- WORK REQUEST: Could you retype all of the data below exactly as given?

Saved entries
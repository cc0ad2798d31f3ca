//! Strongly-typed identifier value objects.

use serde::{Deserialize, Serialize};
use std::fmt;
use std::str::FromStr;
use uuid::Uuid;

use super::ValidationError;

/// Unique identifier for one guided intake session.
///
/// Sessions are stored by [`UserKey`]; the id only correlates log lines
/// across the turns of a single flow.
#[derive(Debug, Clone, Copy, PartialEq, Eq, Hash, Serialize, Deserialize)]
#[serde(transparent)]
pub struct SessionId(Uuid);

impl SessionId {
    /// Creates a new random SessionId.
    pub fn new() -> Self {
        Self(Uuid::new_v4())
    }

    /// Creates a SessionId from an existing UUID.
    pub fn from_uuid(uuid: Uuid) -> Self {
        Self(uuid)
    }

    /// Returns the inner UUID.
    pub fn as_uuid(&self) -> &Uuid {
        &self.0
    }
}

impl Default for SessionId {
    fn default() -> Self {
        Self::new()
    }
}

impl fmt::Display for SessionId {
    fn fmt(&self, f: &mut fmt::Formatter<'_>) -> fmt::Result {
        write!(f, "{}", self.0)
    }
}

impl FromStr for SessionId {
    type Err = uuid::Error;

    fn from_str(s: &str) -> Result<Self, Self::Err> {
        Ok(Self(Uuid::parse_str(s)?))
    }
}

/// Key identifying the user a session belongs to (typically an email).
#[derive(Debug, Clone, PartialEq, Eq, Hash, PartialOrd, Ord, Serialize, Deserialize)]
#[serde(transparent)]
pub struct UserKey(String);

impl UserKey {
    /// Creates a new UserKey, returning error if blank.
    pub fn new(key: impl Into<String>) -> Result<Self, ValidationError> {
        let key = key.into();
        let trimmed = key.trim();
        if trimmed.is_empty() {
            return Err(ValidationError::empty_field("user_key"));
        }
        Ok(Self(trimmed.to_string()))
    }

    /// Returns the inner string slice.
    pub fn as_str(&self) -> &str {
        &self.0
    }
}

impl fmt::Display for UserKey {
    fn fmt(&self, f: &mut fmt::Formatter<'_>) -> fmt::Result {
        write!(f, "{}", self.0)
    }
}

/// Identifier assigned to a persisted record by the document store.
#[derive(Debug, Clone, PartialEq, Eq, Hash, PartialOrd, Ord, Serialize, Deserialize)]
#[serde(transparent)]
pub struct RecordId(String);

impl RecordId {
    /// Creates a new RecordId, returning error if empty.
    pub fn new(id: impl Into<String>) -> Result<Self, ValidationError> {
        let id = id.into();
        if id.is_empty() {
            return Err(ValidationError::empty_field("record_id"));
        }
        Ok(Self(id))
    }

    /// Returns the inner string slice.
    pub fn as_str(&self) -> &str {
        &self.0
    }
}

impl fmt::Display for RecordId {
    fn fmt(&self, f: &mut fmt::Formatter<'_>) -> fmt::Result {
        write!(f, "{}", self.0)
    }
}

- TASK ANSWER:
repository cc0ad2798d31f3ca
//! Strongly-typed identifier value objects.

use serde::{Deserialize, Serialize};
use std::fmt;
use std::str::FromStr;
use uuid::Uuid;

use super::ValidationError;

/// Unique identifier for one guided intake session.
///
/// Sessions are stored by [`UserKey`]; the id only correlates log lines
/// across the turns of a single flow.
#[derive(Debug, Clone, Copy, PartialEq, Eq, Hash, Serialize, Deserialize)]
#[serde(transparent)]
pub struct SessionId(Uuid);

impl SessionId {
    /// Creates a new random SessionId.
    pub fn new() -> Self {
        Self(Uuid::new_v4())
    }

    /// Creates a SessionId from an existing UUID.
    pub fn from_uuid(uuid: Uuid) -> Self {
        Self(uuid)
    }

    /// Returns the inner UUID.
    pub fn as_uuid(&self) -> &Uuid {
        &self.0
    }
}

impl Default for SessionId {
    fn default() -> Self {
        Self::new()
    }
}

impl fmt::Display for SessionId {
    fn fmt(&self, f: &mut fmt::Formatter<'_>) -> fmt::Result {
        write!(f, "{}", self.0)
    }
}

impl FromStr for SessionId {
    type Err = uuid::Error;

    fn from_str(s: &str) -> Result<Self, Self::Err> {
        Ok(Self(Uuid::parse_str(s)?))
    }
}

/// Key identifying the user a session belongs to (typically an email).
#[derive(Debug, Clone, PartialEq, Eq, Hash, PartialOrd, Ord, Serialize, Deserialize)]
#[serde(transparent)]
pub struct UserKey(String);

impl UserKey {
    /// Creates a new UserKey, returning error if blank.
    pub fn new(key: impl Into<String>) -> Result<Self, ValidationError> {
        let key = key.into();
        let trimmed = key.trim();
        if trimmed.is_empty() {
            return Err(ValidationError::empty_field("user_key"));
        }
        Ok(Self(trimmed.to_string()))
    }

    /// Returns the inner string slice.
    pub fn as_str(&self) -> &str {
        &self.0
    }
}

impl fmt::Display for UserKey {
    fn fmt(&self, f: &mut fmt::Formatter<'_>) -> fmt::Result {
        write!(f, "{}", self.0)
    }
}

/// Identifier assigned to a persisted record by the document store.
#[derive(Debug, Clone, PartialEq, Eq, Hash, PartialOrd, Ord, Serialize, Deserialize)]
#[serde(transparent)]
pub struct RecordId(String);

impl RecordId {
    /// Creates a new RecordId, returning error if empty.
    pub fn new(id: impl Into<String>) -> Result<Self, ValidationError> {
        let id = id.into();
        if id.is_empty() {
            return Err(ValidationError::empty_field("record_id"));
        }
        Ok(Self(id))
    }

    /// Returns the inner string slice.
    pub fn as_str(&self) -> &str {
        &self.0
    }
}

impl fmt::Display for RecordId {
    fn fmt(&self, f: &mut fmt::Formatter<'_>) -> fmt::Result {
        write!(f, "{}", self.0)
    }
}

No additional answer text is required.